While some suggest the gender inequality in academic medicine, particularly among physician-scientists, is due to a preference of women to participate in clinical or teaching duties over research²⁴, a more recent study demonstrated female K-award recipients were significantly less likely to receive R01 funding than their male counterparts, suggesting gender inequality exists even among those with a similar commitment to research⁴. A survey of radiology faculty reported similar rates of publication between men and women but with women receiving significantly less research funding. They reported men and women spent a similar amount of time performing clinical, teaching and research duties, but women were less likely to hold tenured positions, and were less likely to hold chair or vice-chair positions⁸. Additionally, as of 2011, only 15.9% of all editors-in-chief and only 17.5% of all editorial board members of the 60 major medical journals were women²⁴. Women were also much less likely to hold leadership positions in professional societies²⁵.

There is much interest in the role of mentoring in career advancement for academic physicians. There have been survey studies seeking to evaluate the role of mentorship at multiple steps in the so-called “pipeline” of future academic faculty. A systematic review published of 39 self-report surveys, one case control study and one cohort study reported less than half of all medical students and less than 20% of faculty had a mentor. They noted women perceived having greater difficulty finding a mentor than men and perceived a mentor of the same gender would be more understanding. Additionally, they emphasized the importance of mentorship for personal development, career guidance, career choice, including publication rates and grant success²⁶. One survey of medical students noted female students were significantly more likely to choose surgery if they came from a school with more female faculty²⁷. A case control study was performed in academic gynecologic oncology departments across 32 fellowship training institutions divided into high and low producing institutions. The higher producing group reported greater ease in identifying a mentor, a formal research mentor pairing program, as well as regularly scheduled research progress and feedback reports²⁸. In traditionally male dominated fields such as radiation oncology where women comprise as minority of full professors, it may be particularly challenging for female faculty early in their careers to find senior mentors if a female mentor is desired.

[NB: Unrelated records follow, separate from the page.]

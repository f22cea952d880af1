// Copyright 2026 the Radial Dots Authors
// SPDX-License-Identifier: Apache-2.0 OR MIT

//! Trace output to the browser console.

use alloc::format;
use alloc::string::String;

use radial_core::trace::{
    BootFailedEvent, InputIgnoredEvent, MountedEvent, RerenderEvent, TraceSink, UpdateEvent,
    ValueRejectedEvent,
};
use wasm_bindgen::JsValue;
use web_sys::console;

/// A [`TraceSink`] that writes to `console`.
///
/// Boot failures go to `console.error` and rejected values to
/// `console.warn`, always. Everything else is written with `console.debug`
/// only when `verbose` is set.
#[derive(Clone, Copy, Debug, Default)]
pub struct ConsoleSink {
    verbose: bool,
}

impl ConsoleSink {
    /// Creates a sink; `verbose` enables per-event debug lines.
    #[must_use]
    pub const fn new(verbose: bool) -> Self {
        Self { verbose }
    }

    /// Writes the line built by `line` with `console.debug` when verbose.
    ///
    /// The line is not formatted at all otherwise.
    fn debug(&self, line: impl FnOnce() -> String) {
        if self.verbose {
            console::debug_1(&JsValue::from_str(&line()));
        }
    }
}

impl TraceSink for ConsoleSink {
    fn on_module_loaded(&mut self) {
        self.debug(|| String::from("[boot] module loaded"));
    }

    fn on_boot_failed(&mut self, e: &BootFailedEvent<'_>) {
        let line = format!("[boot] {:?} failed: {}", e.stage, e.error);
        console::error_1(&JsValue::from_str(&line));
    }

    fn on_mounted(&mut self, e: &MountedEvent<'_>) {
        self.debug(|| format!("[boot] mounted into #{}", e.container_id));
    }

    fn on_input_ignored(&mut self, e: &InputIgnoredEvent<'_>) {
        self.debug(|| {
            format!(
                "[input #{}] ignored {:?} id={:?}",
                e.sequence, e.reason, e.element_id
            )
        });
    }

    fn on_value_rejected(&mut self, e: &ValueRejectedEvent<'_>) {
        let line = format!(
            "[input #{}] {}.{} rejected: {}",
            e.sequence, e.element_id, e.field, e.error
        );
        console::warn_1(&JsValue::from_str(&line));
    }

    fn on_update(&mut self, e: &UpdateEvent<'_>) {
        self.debug(|| {
            format!(
                "[input #{}] {}.{} = {} changed={}",
                e.sequence, e.element_id, e.field, e.value, e.changed
            )
        });
    }

    fn on_rerender(&mut self, e: &RerenderEvent) {
        self.debug(|| format!("[input #{}] rerendered", e.sequence));
    }
}

#[cfg(test)]
mod tests {
    use super::*;

    #[test]
    fn quiet_sink_never_builds_debug_lines() {
        let mut sink = ConsoleSink::new(false);
        sink.debug(|| unreachable!("line built while quiet"));
        sink.on_module_loaded();
        sink.on_update(&UpdateEvent {
            sequence: 1,
            element_id: "default-one",
            field: "ring_radius",
            value: 3.5,
            changed: true,
        });
        sink.on_rerender(&RerenderEvent { sequence: 1 });
    }
}
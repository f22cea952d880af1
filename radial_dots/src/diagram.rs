// Copyright 2026 the Radial Dots Authors
// SPDX-License-Identifier: Apache-2.0 OR MIT

//! A complete diagram: concentric text paths on a square background.

use alloc::format;
use alloc::string::String;
use alloc::vec::Vec;

use kurbo::Rect;

use crate::style::DrawingStyle;
use crate::svg::{self, SvgDrawable};
use crate::text_path::TextPath;

/// Smallest radius a diagram is laid out for, even with no paths.
const MIN_RADIUS: f64 = 1.0;

/// Text paths sharing one centre.
#[derive(Clone, Debug, PartialEq)]
pub struct Diagram {
    /// Paths, innermost first.
    pub paths: Vec<TextPath>,
    /// Space between the outermost dot and the edge of the background.
    pub padding: f64,
}

impl Diagram {
    /// Returns the square the diagram occupies, with its origin at `(0, 0)`.
    #[must_use]
    pub fn bounding_rect(&self, style: &DrawingStyle) -> Rect {
        let radius = self
            .paths
            .iter()
            .map(|path| path.bounding_radius(style))
            .fold(MIN_RADIUS, f64::max);
        let side = 2.0 * (radius + self.padding);
        Rect::new(0.0, 0.0, side, side)
    }

    /// Returns one line of text per path, joined by newlines.
    #[must_use]
    pub fn text(&self) -> String {
        let lines: Vec<&str> = self.paths.iter().map(|p| p.text.as_str()).collect();
        lines.join("\n")
    }
}

impl SvgDrawable for Diagram {
    /// Returns a standalone `<svg>` element whose `viewBox` is the bounding
    /// rect, with every path centred in it.
    fn to_svg(&self, style: &DrawingStyle) -> String {
        let bounds = self.bounding_rect(style);
        let centre = bounds.center().to_vec2();

        let mut body = svg::rect(bounds, &style.background_color);
        for path in &self.paths {
            body.push_str(&svg::translate(&path.to_svg(style), centre));
        }

        format!(
            "<svg xmlns='http://www.w3.org/2000/svg' viewBox='{} {} {} {}'>{body}</svg>",
            bounds.x0,
            bounds.y0,
            bounds.width(),
            bounds.height()
        )
    }
}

Additionally, there is increasing attention being focused at the department, institution and national level on promoting women in leadership. For example, MD Anderson Cancer Center created an office in 2007 for Women Faculty Programs²⁹. On the national level, the Hedwig van Ameringen Executive Institute for Leadership in Academic Medicine (ELAM) Program for Women was established in 1995. Women completing this program appear to have significant benefits in terms of career progression³⁰. It stands to reason that mentorship is vital for career advancement, and as more women enter the field and serve as mentors, we may see a positive feedback effect on the number of successful women academicians and a narrowing of the observed gender gap.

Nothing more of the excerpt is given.